AccDate may be dependent upon Sex.

Example 2: Adult Playfulness vs. Optimism#

The variable adult playfulness indicates adults who have child-like qualities and who often excel at relating to children. These individuals may enjoy splashing through puddles, whistling, dancing or dressing up (or dressing down) just for fun. You can read more about adult playfulness in Psychology Today.

Does the playfulness quality correspond to Optimism?

Let gather a subset from our personality data frame and construct a linear model to find out.

opt <- pers[ , c('Play', 'Opt')]

Tip

To add the line of best fit to the scatter plot, we must use the linear models function lm(). We create the linear model for Play vs. Opt, and we extract the line of best fit from the model using abline().
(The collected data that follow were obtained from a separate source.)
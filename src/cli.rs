use clap::{Parser, Subcommand};
use std::path::PathBuf;

#[derive(Parser)]
#[command(author, version, about, long_about = None)]
pub struct Args {
    /// Enable verbose logging
    #[arg(short, long)]
    pub verbose: bool,

    /// Configuration file path
    #[arg(short, long)]
    pub config: Option<PathBuf>,

    #[command(subcommand)]
    pub command: Commands,
}

#[derive(Subcommand)]
pub enum Commands {
    /// Translate a video and lip-sync the result
    Run {
        /// URL of the source video
        #[arg(long)]
        video_url: String,

        /// Target language for the translated speech
        #[arg(short, long)]
        target_lang: String,

        /// Source language hint (detected automatically when omitted)
        #[arg(short, long)]
        source_lang: Option<String>,

        /// Voice to clone for the generated speech
        #[arg(long)]
        voice_id: Option<String>,

        /// Audio fitting mode: loop, bounce, cut_off, silence, remap
        #[arg(long)]
        sync_mode: Option<String>,

        /// Start of the video window to process, in seconds
        #[arg(long)]
        segment_start: Option<f64>,

        /// End of the video window to process, in seconds
        #[arg(long)]
        segment_end: Option<f64>,
    },

    /// Query the current status of a sync job
    Status {
        /// Job id returned when the job was submitted
        #[arg(short, long)]
        job_id: String,
    },

    /// Inspect recorded run results
    Results {
        #[command(subcommand)]
        action: ResultsAction,
    },

    /// Manage the configuration file
    Config {
        #[command(subcommand)]
        action: ConfigAction,
    },
}

#[derive(Subcommand)]
pub enum ResultsAction {
    /// List all recorded results
    List,

    /// Show the result for a single job
    Show {
        /// Job id to look up
        #[arg(short, long)]
        job_id: String,
    },
}

#[derive(Subcommand)]
pub enum ConfigAction {
    /// Write a default configuration file
    Init {
        /// Destination path
        #[arg(short, long, default_value = "babelsync.toml")]
        path: PathBuf,
    },

    /// Print the effective configuration
    Show,
}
mod <- lm(Play ~ Opt, data = opt)  ## Creating linear model
plot(Play ~ Opt, data = opt)       ## Producing scatter plot
abline(mod, lwd = 3, col = 'blue') ## Adding line of best fit from model

_images/fd1cfd2b20b04d6ebcef826a02cd76d386fe8158da887f98a6033638ed6b3a36.png

Analysis. For scatter plots, the line of best fit will be perfectly horizontal or flat if no correlation at all exists. If some linear relationship is present, the slope of the line of best fit will be significantly different from zero. Here, we see a significant positive slope and thus expect to find a positive linear correlation between playfulness and optimism.

Example #: Perfectionism vs. Preferred Seat in Class#

The SitClass variable provides a response the question: “You arrive in your classroom when almost no one is present, so almost every seat in the class is open. Do you prefer to sit in front, middle or back?

Research Question. Does class seating preference vary based upon a student’s level of perfectionism?

perf <- pers[ , c('Perf','SitClass')]
boxplot(Perf ~ SitClass, data = perf)

_images/eb8decb3d46d09edf79d6ddde606487755edffdae8302390789132f1122b62c9.png

Analysis. Some variation due to Perfectionism appears to exist due to seating preferences.

Those preferring the front have the highest perfectionism scores.
Those preferring the back have the lowest perfectionishm scores.

Those who prefer seats in the middle of the classroom are in between, but outliers are present. A statistical test (ANOVA) would be quite useful and helpful, here, as it would help us parse the differences in perfectionism based upon seating preference.